In [2]:
import pandas as pd
import numpy as np
import Levenshtein as lev
from sklearn.feature_extraction.text import TfidfVectorizer
from sklearn.metrics.pairwise import cosine_similarity
from sklearn.metrics import balanced_accuracy_score
from xgboost import XGBClassifier

In [3]:
matched_train_data = pd.read_csv("../data/preprocessed/matched_train_data.csv", low_memory=False, lineterminator='\n')
matched_train_data = matched_train_data.dropna(subset=["id_y"]).reset_index()

false_train_data = pd.read_csv("../data/preprocessed/false_train_data.csv", low_memory=False, lineterminator='\n')
false_train_data = false_train_data.dropna(subset=["id_y"]).reset_index()

matched_test_data = pd.read_csv("../data/preprocessed/matched_test_data.csv", low_memory=False, lineterminator='\n')
matched_test_data = matched_test_data.dropna(subset=["id_y"]).reset_index()

false_test_data = pd.read_csv("../data/preprocessed/false_test_data.csv", low_memory=False, lineterminator='\n')
false_test_data = false_test_data.dropna(subset=["id_y"]).reset_index()

crossed_all_data = pd.read_csv("../data/preprocessed/crossed_all_data.csv", low_memory=False, lineterminator='\n')
crossed_all_data = crossed_all_data.dropna(subset=["id_y"]).reset_index()

In [4]:
matched_train_data = matched_train_data.fillna('')
false_train_data = false_train_data.fillna('')
matched_test_data = matched_test_data.fillna('')
false_test_data = false_test_data.fillna('')
crossed_all_data = crossed_all_data.fillna('')

In [5]:
print(matched_train_data.shape)
print(false_train_data.shape)

(62095, 19)
(155285, 15)


In [6]:
print(matched_test_data.shape)
print(false_test_data.shape)

(16864, 19)
(38330, 15)


In [7]:
def get_strings_similarity(google_strings, apple_strings):
    similarities = []

    for string_index in range(len(google_strings)):
        google_string, apple_string = google_strings[string_index], apple_strings[string_index]
        
        if not isinstance(google_string, str) or not isinstance(apple_string, str):
            similarities.append(0)
            continue
        
        similarities.append(lev.ratio(google_string, apple_string))
    
    return similarities

In [8]:
def get_tfidf_embeddings(documents):
    vectorizer = TfidfVectorizer(lowercase=False)

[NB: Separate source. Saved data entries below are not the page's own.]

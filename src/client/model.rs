//! Redfish/Swordfish payload shapes
//!
//! The schemas are owned by the element controller; only the handful
//! of fields the tooling reads or writes are modeled here. Everything
//! else passes through as raw JSON.

use serde::{Deserialize, Serialize};
use serde_json::{json, Value};

// =============================================================================
// Resource References
// =============================================================================

/// An OData resource link, `{"@odata.id": "/redfish/v1/..."}`.
#[derive(Debug, Clone, Serialize, Deserialize)]
pub struct ODataRef {
    #[serde(rename = "@odata.id")]
    pub odata_id: String,
}

impl ODataRef {
    /// The trailing path segment, which Redfish uses as the member id.
    pub fn id(&self) -> &str {
        self.odata_id.rsplit('/').next().unwrap_or(&self.odata_id)
    }
}

/// A Redfish collection resource; only the member links matter here.
#[derive(Debug, Clone, Deserialize)]
pub struct ResourceCollection {
    #[serde(rename = "Members", default)]
    pub members: Vec<ODataRef>,
}

/// A created resource; only the id is read back.
#[derive(Debug, Clone, Deserialize)]
pub struct ResourceId {
    #[serde(rename = "Id")]
    pub id: String,
}

// =============================================================================
// Request Payload Builders
// =============================================================================

/// Storage pool create payload. `Oem.Compliance: relaxed` lets the
/// controller round the allocation to drive granularity.
pub fn storage_pool(allocated_bytes: u64) -> Value {
    json!({
        "Capacity": { "Data": { "AllocatedBytes": allocated_bytes } },
        "Oem": { "Compliance": "relaxed" }
    })
}

/// Storage group create payload, linking a pool to a server endpoint.
pub fn storage_group(base: &str, pool_id: &str, endpoint_id: &str) -> Value {
    json!({
        "Links": {
            "StoragePool": { "@odata.id": format!("{base}/StoragePools/{pool_id}") },
            "ServerEndpoint": { "@odata.id": format!("{base}/Endpoints/{endpoint_id}") }
        }
    })
}

/// File system create payload.
pub fn file_system(base: &str, fs_type: &str, name: &str, pool_id: &str) -> Value {
    json!({
        "Links": { "StoragePool": { "@odata.id": format!("{base}/StoragePools/{pool_id}") } },
        "Oem": { "Type": fs_type, "Name": name }
    })
}

/// File share create payload, exporting a file system to an endpoint.
pub fn file_share(base: &str, endpoint_id: &str, mountpoint: &str) -> Value {
    json!({
        "Links": { "Endpoint": { "@odata.id": format!("{base}/Endpoints/{endpoint_id}") } },
        "FileSharePath": mountpoint
    })
}

/// Event subscription payload pointing at a push delivery target.
pub fn subscription(destination: &str) -> Value {
    json!({
        "Destination": destination,
        "Protocol": "Redfish"
    })
}

// =============================================================================
// Event Service Shapes
// =============================================================================

/// One event resource, as listed under `/EventService/Events`.
#[derive(Debug, Clone, Serialize, Deserialize)]
pub struct EventRecord {
    #[serde(rename = "EventId", default)]
    pub event_id: String,
    #[serde(rename = "MessageSeverity", default)]
    pub severity: String,
    #[serde(rename = "Message", default)]
    pub message: String,
    #[serde(rename = "MessageArgs", default)]
    pub message_args: Vec<String>,
}

/// Push-delivered event batch: `{"Events": [...]}`.
#[derive(Debug, Clone, Deserialize)]
pub struct EventBatch {
    #[serde(rename = "Events", default)]
    pub events: Vec<EventRecord>,
}

// =============================================================================
// Telemetry Service Shapes
// =============================================================================

/// A wildcard of a metric report definition: a name and the values it
/// ranges over.
#[derive(Debug, Clone, Serialize, Deserialize)]
pub struct Wildcard {
    #[serde(rename = "Name")]
    pub name: String,
    #[serde(rename = "Values", default)]
    pub values: Vec<String>,
}

/// Metric report definition; wildcards plus the templated properties.
#[derive(Debug, Clone, Deserialize)]
pub struct MetricReportDefinition {
    #[serde(rename = "Wildcards", default)]
    pub wildcards: Vec<Wildcard>,
    #[serde(rename = "MetricProperties", default)]
    pub metric_properties: Vec<String>,
}

/// One sampled value of a metric report.
#[derive(Debug, Clone, Deserialize)]
pub struct MetricValue {
    #[serde(rename = "MetricProperty")]
    pub metric_property: String,
    #[serde(rename = "MetricValue")]
    pub metric_value: String,
    #[serde(rename = "Timestamp")]
    pub timestamp: String,
}

/// A metric report: the definition link and the current values.
#[derive(Debug, Clone, Deserialize)]
pub struct MetricReport {
    #[serde(rename = "MetricReportDefinition")]
    pub definition: ODataRef,
    #[serde(rename = "MetricValues", default)]
    pub metric_values: Vec<MetricValue>,
}

#[cfg(test)]
mod tests {
    use super::*;

    const BASE: &str = "/redfish/v1/StorageServices/NNF";

    #[test]
    fn test_odata_ref_id() {
        let r = ODataRef {
            odata_id: "/redfish/v1/EventService/Events/3".into(),
        };
        assert_eq!(r.id(), "3");
    }

    #[test]
    fn test_storage_pool_payload() {
        let payload = storage_pool(500_000_000_000);
        assert_eq!(
            payload["Capacity"]["Data"]["AllocatedBytes"],
            500_000_000_000u64
        );
        assert_eq!(payload["Oem"]["Compliance"], "relaxed");
    }

    #[test]
    fn test_storage_group_payload() {
        let payload = storage_group(BASE, "0", "1");
        assert_eq!(
            payload["Links"]["StoragePool"]["@odata.id"],
            format!("{BASE}/StoragePools/0")
        );
        assert_eq!(
            payload["Links"]["ServerEndpoint"]["@odata.id"],
            format!("{BASE}/Endpoints/1")
        );
    }

    #[test]
    fn test_file_system_payload() {
        let payload = file_system(BASE, "lvm", "test", "0");
        assert_eq!(payload["Oem"]["Type"], "lvm");
        assert_eq!(payload["Oem"]["Name"], "test");
        assert_eq!(
            payload["Links"]["StoragePool"]["@odata.id"],
            format!("{BASE}/StoragePools/0")
        );
    }

    #[test]
    fn test_file_share_payload() {
        let payload = file_share(BASE, "0", "/mnt/test");
        assert_eq!(payload["FileSharePath"], "/mnt/test");
        assert_eq!(
            payload["Links"]["Endpoint"]["@odata.id"],
            format!("{BASE}/Endpoints/0")
        );
    }

    #[test]
    fn test_subscription_payload() {
        let payload = subscription("http://10.0.0.1:8093/");
        assert_eq!(payload["Destination"], "http://10.0.0.1:8093/");
        assert_eq!(payload["Protocol"], "Redfish");
    }

    #[test]
    fn test_metric_report_parse() {
        let report: MetricReport = serde_json::from_value(serde_json::json!({
            "MetricReportDefinition": { "@odata.id": "/redfish/v1/TelemetryService/MetricReportDefinitions/SwitchPortTxRx" },
            "MetricValues": [
                { "MetricProperty": "/p", "MetricValue": "100", "Timestamp": "2022-01-01T00:00:00.000Z" }
            ]
        }))
        .unwrap();
        assert_eq!(report.definition.id(), "SwitchPortTxRx");
        assert_eq!(report.metric_values.len(), 1);
    }
}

    return vectorizer.fit_transform(documents)

In [9]:
from scipy import spatial

def get_description_similarity(embeddings):
    similarities = []

    for embeddings_index in range(0, embeddings.shape[0], 2):
        similarities.append(1 - spatial.distance.cosine(embeddings[embeddings_index].toarray().flatten(), embeddings[embeddings_index + 1].toarray().flatten()))
    
    return similarities

In [10]:
def get_matched_dataframe(data, label):
    title_similarities = get_strings_similarity(data['title_x'], data['title_y'])
    author_similarities = get_strings_similarity(data['author_x'], data['author_y'])
    devsite_similarities = get_strings_similarity(data['devsite_x'], data['devsite_y'])

    # combine the description one by one
    x_y_descriptipns = [None]*(len(data['description_x'])+len(data['description_y']))
    x_y_descriptipns[::2] = data['description_x']
    x_y_descriptipns[1::2] = data['description_y']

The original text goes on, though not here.